Didoo

Comunicare

Oggi ho pensato (capito? no, forse inconsciamente l’ho capito da un po’; solo non lo sapevo) una cosa. E voglio appuntarmela, per poterlo ricordare in futuro.

Comunicare vuol dire innanzitutto scegliere. Scegliere cosa dire. Scegliere come dirlo. Scegliere a chi dirlo. Scegliere una soluzione, un messaggio, un “tono di voce”. E come tutte le scelte, dire di “sì” a qualcosa implica necessariamente dire di “no” al resto. A tutto il resto. Senza questa scelta di fondo su quale strada percorrere, fra le innumerevoli possibili, e senza la rinuncia a percorrerle tutte, le strade possibili, la comunicazione resta inerte, ferma al via, bloccata al palo. Come quando da ragazzino non sapevi bene cosa dire ad una ragazza, e per paura di dire qualcosa di sbagliato non dicevi nulla, e la voce ti rimaneva chiusa in gola. O come quando in un gruppo di persone provi a fare il simpatico con tutti, a piacere a tutti, e il risultato è che o non ti si fila nessuno perché passi inosservato o sembri quello strambo che non si capisce che cosa voglia esattamente da te.

Ma dietro questa apparente banalità, c’è un punto di fondo, molto più profondo, che mi resta da capire (e che probabilmente non capirò mai): se la caliamo in un ambito più strettamente professionale, a chi spetta questa scelta? al cliente/committente che affida la propria comunicazione ad un professionista, o a colui che è stato chiamato a dare una “voce” ed un volto ad un messaggio, ad una necessità, ad un obiettivo di business? e anche ammesso che la scelta/responsabilità ricada sul professionista, quanto deve difendere coi denti la strada intrapresa, fra tutte le possibili strade che ha individuato, sapendo in cuor suo che quella che ha scelto è la strada migliore? (non apriamo il dibattito sul fatto che “ah ma non esistono strade migliori: dipende dal contesto, dall’utente, dal punto di vista, dai gusti personali, ecc.”; mi spiace non sono minimamente d’accordo: la bellezza non è soggettiva, al limite lo è la percezione della bellezza; ma questo è un altro punto, non divaghiamo…)

Dicevo:  quanto deve spingersi a difendere la propria scelta di comunicazione, un professionista? fino a quanto, fino a che punto può/deve mediare il proprio messaggio (e quindi di fatto “diluire” il potere stesso della comunicazione) senza arrivare al paradosso di rendere un “cattivo servizio”  al proprio committente, ascoltando e recependo tutte le sue richieste di “moderazione” sulla base della paura di escludere una o l’altra strada, questo o quel possibile potenziale interlocutore, questo o quel messaggio? (che poi, lo ripeto sempre, a forza di mescolare i colori fra loro, quello che si ottiene è il grigio!)

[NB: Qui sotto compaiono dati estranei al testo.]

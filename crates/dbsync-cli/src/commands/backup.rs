use super::{CliContext, format_bytes, timeout_override};
use anyhow::Result;
use clap::{Args, ValueEnum};
use colored::Colorize;
use dbsync_application::{BackupOutcome, RestoreOutcome};
use dbsync_core::selection::{BackupSpec, Component, Compression, RestoreSpec};
use serde::Serialize;

#[derive(Clone, Copy, Debug, ValueEnum)]
pub enum CompressionArg {
    Gzip,
    None,
}

impl From<CompressionArg> for Compression {
    fn from(arg: CompressionArg) -> Self {
        match arg {
            CompressionArg::Gzip => Compression::Gzip,
            CompressionArg::None => Compression::Plain,
        }
    }
}

#[derive(Serialize)]
struct BackupAndRestore<'a> {
    backup: &'a BackupOutcome,
    restore: &'a RestoreOutcome,
}

#[derive(Args, Debug)]
pub struct BackupArgs {
    /// Dump table data only
    #[arg(long, conflicts_with_all = ["routines", "triggers", "views", "events"])]
    tables_only: bool,
    /// Include stored procedures and functions
    #[arg(long)]
    routines: bool,
    /// Include triggers
    #[arg(long)]
    triggers: bool,
    /// Include views
    #[arg(long)]
    views: bool,
    /// Include scheduled events
    #[arg(long)]
    events: bool,

    #[arg(long, value_enum, default_value_t = CompressionArg::Gzip)]
    compression: CompressionArg,

    /// Skip the data of a table (repeatable)
    #[arg(long = "exclude-table", value_name = "TABLE")]
    exclude_tables: Vec<String>,

    /// Artifact file name instead of <database>-export-<timestamp>
    #[arg(long, value_name = "NAME")]
    file_name: Option<String>,

    /// Restore the new dump into the destination right away
    #[arg(long)]
    restore: bool,

    /// Remove the remote dump once it has been downloaded
    #[arg(long, requires = "restore")]
    delete_remote: bool,

    /// Dump timeout in seconds, 0 for none
    #[arg(long, value_name = "SECS")]
    timeout: Option<u64>,
}

impl BackupArgs {
    fn spec(&self) -> BackupSpec {
        let explicit = self.routines || self.triggers || self.views || self.events;
        let base = if self.tables_only || explicit {
            BackupSpec::tables_only()
                .with_component(Component::Routines, self.routines)
                .with_component(Component::Triggers, self.triggers)
                .with_component(Component::Views, self.views)
                .with_component(Component::Events, self.events)
        } else {
            BackupSpec::default()
        };
        let spec = base
            .with_compression(self.compression.into())
            .with_excluded_tables(self.exclude_tables.iter().cloned())
            .with_delete_after_transfer(self.delete_remote);
        match &self.file_name {
            Some(name) => spec.with_file_name(name.clone()),
            None => spec,
        }
    }
}

pub async fn run(ctx: &CliContext, args: BackupArgs) -> Result<()> {
    let mut config = ctx.resolve()?;
    if let Some(secs) = args.timeout {
        config.timeouts.dump = timeout_override(secs);
    }
    let service = ctx.service(config);

    let backup = service.create_backup(&args.spec()).await?;
    if !args.restore {
        if ctx.json {
            return ctx.print_json(&backup);
        }
        println!(
            "{} Created {} ({}) in {:.1}s",
            "✓".green(),
            backup.artifact.remote_path(),
            format_bytes(backup.artifact.size().unwrap_or(0)),
            backup.elapsed.as_secs_f64()
        );
        return Ok(());
    }

    let spec = RestoreSpec::from_components(backup.components.iter().copied());
    let restored = service.restore_backup(backup.artifact.clone(), &spec).await?;
    if ctx.json {
        return ctx.print_json(&BackupAndRestore {
            backup: &backup,
            restore: &restored,
        });
    }
    super::restore::print_outcome(&restored, &service.profile().destination.database);
    Ok(())
}

#[cfg(test)]
mod tests {
    use super::*;
    use clap::Parser;

    #[derive(Parser)]
    struct Wrapper {
        #[command(flatten)]
        args: BackupArgs,
    }

    fn parse(argv: &[&str]) -> BackupArgs {
        let mut full = vec!["backup"];
        full.extend_from_slice(argv);
        Wrapper::try_parse_from(full).unwrap().args
    }

    #[test]
    fn test_no_flags_uses_default_selection() {
        let spec = parse(&[]).spec();
        assert_eq!(spec, BackupSpec::default());
        assert!(!spec.includes(Component::Events));
    }

    #[test]
    fn test_explicit_flags_select_only_those() {
        let spec = parse(&["--routines", "--views", "--compression", "none"]).spec();
        assert_eq!(
            spec.components(),
            vec![Component::TableData, Component::Routines, Component::Views]
        );
        assert_eq!(spec.compression(), Compression::Plain);
    }

    #[test]
    fn test_delete_remote_requires_restore() {
        let full = ["backup", "--delete-remote"];
        assert!(Wrapper::try_parse_from(full).is_err());
        let args = parse(&["--restore", "--delete-remote"]);
        assert!(args.spec().delete_after_transfer());
    }
}
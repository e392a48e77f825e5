use anyhow::Result;
use clap::{Parser, Subcommand};
use colored::Colorize;
use dbsync_execution::SyncEventLayer;
use std::path::PathBuf;
use tokio::sync::mpsc;
use tokio_util::sync::CancellationToken;
use tracing_subscriber::EnvFilter;
use tracing_subscriber::filter::LevelFilter;
use tracing_subscriber::prelude::*;

mod commands;

use commands::CliContext;

#[derive(Parser)]
#[command(name = "dbsync", version)]
#[command(about = "dbsync - Remote MySQL backup and restore over SSH", long_about = None)]
struct Cli {
    /// Configuration file (default: $DBSYNC_CONFIG or ~/.config/dbsync/config.toml)
    #[arg(long, global = true, value_name = "PATH")]
    config: Option<PathBuf>,

    /// Configuration to use; optional when the file defines only one
    #[arg(short = 'c', long = "config-name", global = true, value_name = "NAME")]
    name: Option<String>,

    /// Print results as JSON
    #[arg(long, global = true)]
    json: bool,

    #[command(subcommand)]
    command: Commands,
}

#[derive(Subcommand)]
enum Commands {
    /// List the configurations in the configuration file
    Configs,
    /// Show version and settings of the source server
    Info,
    /// Dump the source database on the remote host
    Backup(commands::backup::BackupArgs),
    /// List dumps in the remote backup directory
    List,
    /// Download a dump and import it into the destination
    Restore(commands::restore::RestoreArgs),
    /// Upload a local dump into the remote backup directory
    Push {
        /// Local .sql or .sql.gz file
        file: PathBuf,
    },
}

/// Formatter on stderr filtered by `RUST_LOG`, plus a progress printer fed
/// by the phase events of the running operation.
fn init_tracing() {
    let (tx, mut rx) = mpsc::unbounded_channel();

    let filter = EnvFilter::try_from_default_env().unwrap_or_else(|_| EnvFilter::new("warn"));
    tracing_subscriber::registry()
        .with(
            tracing_subscriber::fmt::layer()
                .with_target(false)
                .with_writer(std::io::stderr)
                .with_filter(filter),
        )
        .with(SyncEventLayer::new(tx).with_filter(LevelFilter::INFO))
        .init();

    tokio::spawn(async move {
        while let Some(event) = rx.recv().await {
            if let Some(phase) = event.phase() {
                eprintln!("{} {}", format!("{phase:>9}").cyan().bold(), event.message);
            }
        }
    });
}

fn cancel_on_ctrl_c() -> CancellationToken {
    let token = CancellationToken::new();
    let cancel = token.clone();
    tokio::spawn(async move {
        if tokio::signal::ctrl_c().await.is_ok() {
            eprintln!("{}", "Cancelling...".yellow());
            cancel.cancel();
        }
    });
    token
}

#[tokio::main]
async fn main() -> Result<()> {
    let cli = Cli::parse();
    init_tracing();

    let ctx = CliContext {
        config: cli.config,
        name: cli.name,
        json: cli.json,
        cancel: cancel_on_ctrl_c(),
    };

    match cli.command {
        Commands::Configs => commands::configs::run(&ctx)?,
        Commands::Info => commands::info::run(&ctx).await?,
        Commands::Backup(args) => commands::backup::run(&ctx, args).await?,
        Commands::List => commands::list::run(&ctx).await?,
        Commands::Restore(args) => commands::restore::run(&ctx, args).await?,
        Commands::Push { file } => commands::push::run(&ctx, &file).await?,
    }

    Ok(())
}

Oppure invece è davvero, come molti sostengono, un difetto di comunicazione (mio, intendo) in primis? di non saper “vendere” (o meglio ancora spiegare) le mie scelte? Oppure perché no, un problema ancora più grave (sempre mio, intendo), cioè quello di non aver ancora smesso di innamorarmi delle mie idee, delle mie scelte (Ilaria Mauric su questo punto ha idee molto chiare e precise, ma purtroppo non concordo con lei; so solo che uno dei due sicuramente fra qualche anno dirà all’altro: “vedi, te l’avevo detto!”, e non sono certo sarò io a farlo)? di continuare imperterrito a sentire ciò che faccio, ciò che realizzo come qualcosa di “mio”, quasi un figlio da non lasciare andare al suo destino, a cui vuoi dare sempre il massimo, il meglio?

Sapete che c’è. E’ che in realtà non riesco a vedere il mio lavoro solo come “esecuzione”. Ci metto tanta passione (troppa? bah, secondo me non è mai troppa, ma magari mi sbaglio), in quello che faccio. E ho paura che se lascio morire quella fiamma, poi tutto perde sapore, senso, significato. Forse perché “comunicare” implica mettersi in gioco, innanzitutto sè stessi: significa aprire la bocca, e in un modo o nell’altro “scegliere” cosa dire a quella ragazzina che abbiamo di fronte. Perché altrimenti non saprà mai che cosa volevamo dirle. O peggio ancora, perché altrimenti sapremo solo balbettare: “hai visto che tempo che fa oggi? chissà se domani piove”.